Would I ever be able to trust again?
Doubtful.
But now the important part: why this big bowl of bad qualifies as a meal that changed me, and to some degree made me who I am. As I calmed myself, and the shock passed, my revulsion was slowly supplanted by a morbid curiosity, which then grew into a strange compulsion. Yes, obviously the milk was horribly bad, possibly tainted, perhaps dangerous. And yet…
I went back to the bowl of ruined breakfast and tasted it again. Slowly this time. The scratchy pillows of cereal enrobed in a viscous sourness that prompted a rush of saliva, which in turn helped to break down the cereal, which then took up arms against the sourness and, though it did not vanquish it, there was, after several slo-mo mastications: balance, perhaps even détente. Though I knew I didn’t like it any more than I had the first time, I could begrudgingly respect it, maybe even appreciate its alienness, an acquired taste, like scotch.

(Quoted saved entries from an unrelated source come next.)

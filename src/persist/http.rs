use std::time::Duration;

use serde::Serialize;

use super::{DiagnosisRecord, PersistenceError, PersistenceSink};
use crate::core::types::Symptom;

/// Path of the diagnostics resource on the clinic backend
pub const DIAGNOSTICS_PATH: &str = "/api/diagnostics";

/// Request timeout for a single save
pub const REQUEST_TIMEOUT: Duration = Duration::from_secs(10);

/// Body accepted by the backend's diagnostics resource.
///
/// Field names are the backend's and must not change independently of it.
#[derive(Debug, Serialize)]
pub struct DiagnosticPayload<'a> {
    pub patient_id: u64,
    #[serde(rename = "symptomes")]
    pub symptoms: &'a [Symptom],
    #[serde(rename = "maladie")]
    pub disease: &'a str,
    #[serde(rename = "traitements")]
    pub treatment: &'a [String],
}

impl<'a> From<&'a DiagnosisRecord> for DiagnosticPayload<'a> {
    fn from(record: &'a DiagnosisRecord) -> Self {
        Self {
            patient_id: record.patient_id.0,
            symptoms: &record.symptoms,
            disease: &record.disease,
            treatment: &record.treatment,
        }
    }
}

/// Posts diagnoses to the clinic backend
#[derive(Debug, Clone)]
pub struct HttpSink {
    http: reqwest::Client,
    endpoint: String,
    token: Option<String>,
}

impl HttpSink {
    /// Create a sink for the backend rooted at `api_base` (e.g. `http://localhost:5000`)
    ///
    /// # Errors
    ///
    /// Returns an error if the HTTP client cannot be built.
    pub fn new(api_base: &str, token: Option<String>) -> Result<Self, PersistenceError> {
        let http = reqwest::Client::builder()
            .user_agent(concat!("symptom-dx/", env!("CARGO_PKG_VERSION")))
            .timeout(REQUEST_TIMEOUT)
            .build()?;

        Ok(Self {
            http,
            endpoint: format!("{}{DIAGNOSTICS_PATH}", api_base.trim_end_matches('/')),
            token,
        })
    }

    #[must_use]
    pub fn endpoint(&self) -> &str {
        &self.endpoint
    }
}

impl PersistenceSink for HttpSink {
    async fn persist(&self, record: &DiagnosisRecord) -> Result<(), PersistenceError> {
        let mut request = self
            .http
            .post(&self.endpoint)
            .json(&DiagnosticPayload::from(record));
        if let Some(token) = &self.token {
            request = request.bearer_auth(token);
        }

        let response = request.send().await?;

        let status = response.status();
        if !status.is_success() {
            let body = response.text().await.unwrap_or_default();
            tracing::warn!(status = status.as_u16(), "Backend rejected diagnosis");
            return Err(PersistenceError::Status {
                status: status.as_u16(),
                body,
            });
        }

        tracing::info!(
            patient = %record.patient_id,
            disease = %record.disease,
            "Posted diagnosis"
        );
        Ok(())
    }
}

#[cfg(test)]
mod tests {
    use super::*;
    use crate::core::types::PatientId;

    #[test]
    fn test_payload_uses_backend_field_names() {
        let record = DiagnosisRecord {
            patient_id: PatientId(12),
            symptoms: vec![Symptom::from("fever"), Symptom::from("cough")],
            disease: "Flu".to_string(),
            treatment: vec!["rest".to_string(), "hydration".to_string()],
            recorded_at: chrono::Utc::now(),
        };

        let json = serde_json::to_value(DiagnosticPayload::from(&record)).unwrap();
        assert_eq!(
            json,
            serde_json::json!({
                "patient_id": 12,
                "symptomes": ["fever", "cough"],
                "maladie": "Flu",
                "traitements": ["rest", "hydration"],
            })
        );
    }

    #[test]
    fn test_endpoint_joins_base_url() {
        let sink = HttpSink::new("http://localhost:5000/", None).unwrap();
        assert_eq!(sink.endpoint(), "http://localhost:5000/api/diagnostics");
    }
}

Later that morning, my parents laughed and laughed, then schooled me on something called “buttermilk.” When I questioned the justification for its existence, my mother poured a glass and drank it.
I would have to keep a close eye on her in the future.
Time passed as it always does, and I eventually learned that this white devil juice was the secret to my grandmother’s ethereal biscuits. Eventually, I came to wield buttermilk’s power, not only in baked goods, but in soups, sauces, mashed potatoes, batters, and even a beverage or two. But I’ve never really trusted it, have never consumed it on its own, and certainly have never again put it atop a perfectly innocent breakfast cereal.
And so here I sit, in 2024, a bowl, a spoon, a box, and a bottle before me, and I’m beginning to break out in just a wee bit of a cold sweat. But the Cap’n awaits, and I know I must… I mean, I really should, shouldn’t I? As a culinary adventurer, must not I go “once more unto the breach”?
[Three minutes later.]
First, I am shocked by how un-strange this is. The first bite reminds me that it’s been a very long time since I’ve consumed Cap’n Crunch, and my taste-memory suggests the recipe has changed considerably over the decades. The buttermilk, though high in quality, is sour yet somehow simple, lacking the funk of my original bête blanche. But I have tasted a lot of challenging culinary combinations in the years since that fateful Saturday morning, and this just isn’t really that bad in comparison. I have three more spoonfuls. Hmm. This has possibilities.
Next, I dice half a Pink Lady apple and add it to the bowl along with about a quarter cup of grated Tillamook cheddar cheese. I then add half a cup of Cap’n Crunch and, finally, about four ounces of the buttermilk. I stir thoroughly, then leave to rest for three minutes… You know… to let the flavors meld, as they say.
I eat the entire bowl. Next time I may add a slight dusting of tamarind salt.
And so, I finally find closure to one of my more harrowing culinary experiences; not only can I now turn my back trustingly on a carton of buttermilk, I have just cause to start buying Cap’n Crunch again.
Wait… Maybe a pinch of garam masala instead of the tamarind.
I’ll work on it and get back to you.